:: PROBLEM TO WORK ON ::
The entries below must be transcribed exactly. Leave nothing out.

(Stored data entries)

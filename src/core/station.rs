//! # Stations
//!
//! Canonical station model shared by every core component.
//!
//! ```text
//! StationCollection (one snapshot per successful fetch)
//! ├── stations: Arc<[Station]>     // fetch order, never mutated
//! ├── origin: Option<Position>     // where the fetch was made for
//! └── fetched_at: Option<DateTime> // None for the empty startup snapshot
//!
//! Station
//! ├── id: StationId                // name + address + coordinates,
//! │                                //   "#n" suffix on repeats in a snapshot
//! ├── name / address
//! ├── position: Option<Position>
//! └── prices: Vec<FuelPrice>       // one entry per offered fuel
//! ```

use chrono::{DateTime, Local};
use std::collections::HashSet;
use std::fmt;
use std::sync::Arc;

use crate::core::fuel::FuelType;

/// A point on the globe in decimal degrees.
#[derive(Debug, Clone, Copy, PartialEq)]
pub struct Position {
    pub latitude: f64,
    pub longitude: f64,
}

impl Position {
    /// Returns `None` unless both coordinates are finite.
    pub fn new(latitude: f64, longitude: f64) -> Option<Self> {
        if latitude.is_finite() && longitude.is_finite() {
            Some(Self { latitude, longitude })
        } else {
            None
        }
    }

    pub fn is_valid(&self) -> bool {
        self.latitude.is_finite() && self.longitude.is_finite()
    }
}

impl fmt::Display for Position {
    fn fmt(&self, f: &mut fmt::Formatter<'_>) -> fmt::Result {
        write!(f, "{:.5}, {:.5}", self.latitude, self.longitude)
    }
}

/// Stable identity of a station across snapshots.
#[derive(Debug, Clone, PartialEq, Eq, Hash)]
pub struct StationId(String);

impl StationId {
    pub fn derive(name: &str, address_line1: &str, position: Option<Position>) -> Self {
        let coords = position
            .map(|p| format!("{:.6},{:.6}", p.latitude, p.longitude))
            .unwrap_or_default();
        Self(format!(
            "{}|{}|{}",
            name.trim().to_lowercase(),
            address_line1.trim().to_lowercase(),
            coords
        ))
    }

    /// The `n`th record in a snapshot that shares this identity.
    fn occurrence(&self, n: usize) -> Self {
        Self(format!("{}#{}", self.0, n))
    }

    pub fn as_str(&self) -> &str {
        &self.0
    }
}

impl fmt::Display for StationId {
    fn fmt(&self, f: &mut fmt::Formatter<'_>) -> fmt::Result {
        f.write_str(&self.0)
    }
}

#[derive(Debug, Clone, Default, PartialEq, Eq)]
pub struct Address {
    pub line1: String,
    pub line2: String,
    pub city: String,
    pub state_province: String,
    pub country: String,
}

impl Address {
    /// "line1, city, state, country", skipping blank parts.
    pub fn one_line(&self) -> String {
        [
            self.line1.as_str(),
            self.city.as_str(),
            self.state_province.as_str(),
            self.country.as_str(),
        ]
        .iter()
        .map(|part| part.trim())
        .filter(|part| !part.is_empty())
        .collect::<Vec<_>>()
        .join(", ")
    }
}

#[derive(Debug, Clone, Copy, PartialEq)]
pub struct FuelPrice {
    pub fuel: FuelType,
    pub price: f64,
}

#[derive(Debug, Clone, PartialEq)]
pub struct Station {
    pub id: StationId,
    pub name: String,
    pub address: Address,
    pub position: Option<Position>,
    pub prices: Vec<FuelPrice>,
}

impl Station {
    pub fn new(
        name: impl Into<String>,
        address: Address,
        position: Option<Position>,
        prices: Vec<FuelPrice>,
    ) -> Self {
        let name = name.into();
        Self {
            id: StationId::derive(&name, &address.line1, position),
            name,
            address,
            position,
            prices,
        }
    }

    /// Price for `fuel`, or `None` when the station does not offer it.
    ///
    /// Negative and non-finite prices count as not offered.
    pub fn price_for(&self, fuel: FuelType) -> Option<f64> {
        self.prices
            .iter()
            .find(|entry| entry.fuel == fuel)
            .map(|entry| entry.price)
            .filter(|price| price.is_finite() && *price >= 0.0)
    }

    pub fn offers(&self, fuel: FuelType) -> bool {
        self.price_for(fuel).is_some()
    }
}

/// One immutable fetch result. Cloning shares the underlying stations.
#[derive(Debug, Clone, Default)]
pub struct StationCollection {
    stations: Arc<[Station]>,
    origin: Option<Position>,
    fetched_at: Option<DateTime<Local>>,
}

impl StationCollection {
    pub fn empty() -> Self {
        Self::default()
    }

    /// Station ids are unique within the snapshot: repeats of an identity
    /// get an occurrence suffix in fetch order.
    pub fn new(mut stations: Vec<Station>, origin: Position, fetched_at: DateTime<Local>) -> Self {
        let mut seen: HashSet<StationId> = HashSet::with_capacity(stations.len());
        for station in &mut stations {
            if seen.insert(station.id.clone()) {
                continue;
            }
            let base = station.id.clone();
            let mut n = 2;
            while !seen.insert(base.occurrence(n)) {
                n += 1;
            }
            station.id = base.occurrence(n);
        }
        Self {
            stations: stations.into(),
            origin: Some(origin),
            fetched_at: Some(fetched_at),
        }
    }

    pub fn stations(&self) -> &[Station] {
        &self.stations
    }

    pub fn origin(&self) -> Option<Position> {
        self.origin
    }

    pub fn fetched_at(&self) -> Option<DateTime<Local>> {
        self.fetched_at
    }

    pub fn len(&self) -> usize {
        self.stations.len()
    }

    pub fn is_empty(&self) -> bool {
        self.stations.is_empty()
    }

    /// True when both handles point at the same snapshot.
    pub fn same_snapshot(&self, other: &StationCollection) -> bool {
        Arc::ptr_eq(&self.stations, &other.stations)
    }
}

:: COMPLETED EXERCISE ::
filename src/core/station.rs
//! # Stations
//!
//! Canonical station model shared by every core component.
//!
//! ```text
//! StationCollection (one snapshot per successful fetch)
//! ├── stations: Arc<[Station]>     // fetch order, never mutated
//! ├── origin: Option<Position>     // where the fetch was made for
//! └── fetched_at: Option<DateTime> // None for the empty startup snapshot
//!
//! Station
//! ├── id: StationId                // name + address + coordinates,
//! │                                //   "#n" suffix on repeats in a snapshot
//! ├── name / address
//! ├── position: Option<Position>
//! └── prices: Vec<FuelPrice>       // one entry per offered fuel
//! ```

use chrono::{DateTime, Local};
use std::collections::HashSet;
use std::fmt;
use std::sync::Arc;

use crate::core::fuel::FuelType;

/// A point on the globe in decimal degrees.
#[derive(Debug, Clone, Copy, PartialEq)]
pub struct Position {
    pub latitude: f64,
    pub longitude: f64,
}

impl Position {
    /// Returns `None` unless both coordinates are finite.
    pub fn new(latitude: f64, longitude: f64) -> Option<Self> {
        if latitude.is_finite() && longitude.is_finite() {
            Some(Self { latitude, longitude })
        } else {
            None
        }
    }

    pub fn is_valid(&self) -> bool {
        self.latitude.is_finite() && self.longitude.is_finite()
    }
}

impl fmt::Display for Position {
    fn fmt(&self, f: &mut fmt::Formatter<'_>) -> fmt::Result {
        write!(f, "{:.5}, {:.5}", self.latitude, self.longitude)
    }
}

/// Stable identity of a station across snapshots.
#[derive(Debug, Clone, PartialEq, Eq, Hash)]
pub struct StationId(String);

impl StationId {
    pub fn derive(name: &str, address_line1: &str, position: Option<Position>) -> Self {
        let coords = position
            .map(|p| format!("{:.6},{:.6}", p.latitude, p.longitude))
            .unwrap_or_default();
        Self(format!(
            "{}|{}|{}",
            name.trim().to_lowercase(),
            address_line1.trim().to_lowercase(),
            coords
        ))
    }

    /// The `n`th record in a snapshot that shares this identity.
    fn occurrence(&self, n: usize) -> Self {
        Self(format!("{}#{}", self.0, n))
    }

    pub fn as_str(&self) -> &str {
        &self.0
    }
}

impl fmt::Display for StationId {
    fn fmt(&self, f: &mut fmt::Formatter<'_>) -> fmt::Result {
        f.write_str(&self.0)
    }
}

#[derive(Debug, Clone, Default, PartialEq, Eq)]
pub struct Address {
    pub line1: String,
    pub line2: String,
    pub city: String,
    pub state_province: String,
    pub country: String,
}

impl Address {
    /// "line1, city, state, country", skipping blank parts.
    pub fn one_line(&self) -> String {
        [
            self.line1.as_str(),
            self.city.as_str(),
            self.state_province.as_str(),
            self.country.as_str(),
        ]
        .iter()
        .map(|part| part.trim())
        .filter(|part| !part.is_empty())
        .collect::<Vec<_>>()
        .join(", ")
    }
}

#[derive(Debug, Clone, Copy, PartialEq)]
pub struct FuelPrice {
    pub fuel: FuelType,
    pub price: f64,
}

#[derive(Debug, Clone, PartialEq)]
pub struct Station {
    pub id: StationId,
    pub name: String,
    pub address: Address,
    pub position: Option<Position>,
    pub prices: Vec<FuelPrice>,
}

impl Station {
    pub fn new(
        name: impl Into<String>,
        address: Address,
        position: Option<Position>,
        prices: Vec<FuelPrice>,
    ) -> Self {
        let name = name.into();
        Self {
            id: StationId::derive(&name, &address.line1, position),
            name,
            address,
            position,
            prices,
        }
    }

    /// Price for `fuel`, or `None` when the station does not offer it.
    ///
    /// Negative and non-finite prices count as not offered.
    pub fn price_for(&self, fuel: FuelType) -> Option<f64> {
        self.prices
            .iter()
            .find(|entry| entry.fuel == fuel)
            .map(|entry| entry.price)
            .filter(|price| price.is_finite() && *price >= 0.0)
    }

    pub fn offers(&self, fuel: FuelType) -> bool {
        self.price_for(fuel).is_some()
    }
}

/// One immutable fetch result. Cloning shares the underlying stations.
#[derive(Debug, Clone, Default)]
pub struct StationCollection {
    stations: Arc<[Station]>,
    origin: Option<Position>,
    fetched_at: Option<DateTime<Local>>,
}

impl StationCollection {
    pub fn empty() -> Self {
        Self::default()
    }

    /// Station ids are unique within the snapshot: repeats of an identity
    /// get an occurrence suffix in fetch order.
    pub fn new(mut stations: Vec<Station>, origin: Position, fetched_at: DateTime<Local>) -> Self {
        let mut seen: HashSet<StationId> = HashSet::with_capacity(stations.len());
        for station in &mut stations {
            if seen.insert(station.id.clone()) {
                continue;
            }
            let base = station.id.clone();
            let mut n = 2;
            while !seen.insert(base.occurrence(n)) {
                n += 1;
            }
            station.id = base.occurrence(n);
        }
        Self {
            stations: stations.into(),
            origin: Some(origin),
            fetched_at: Some(fetched_at),
        }
    }

    pub fn stations(&self) -> &[Station] {
        &self.stations
    }

    pub fn origin(&self) -> Option<Position> {
        self.origin
    }

    pub fn fetched_at(&self) -> Option<DateTime<Local>> {
        self.fetched_at
    }

    pub fn len(&self) -> usize {
        self.stations.len()
    }

    pub fn is_empty(&self) -> bool {
        self.stations.is_empty()
    }

    /// True when both handles point at the same snapshot.
    pub fn same_snapshot(&self, other: &StationCollection) -> bool {
        Arc::ptr_eq(&self.stations, &other.stations)
    }
}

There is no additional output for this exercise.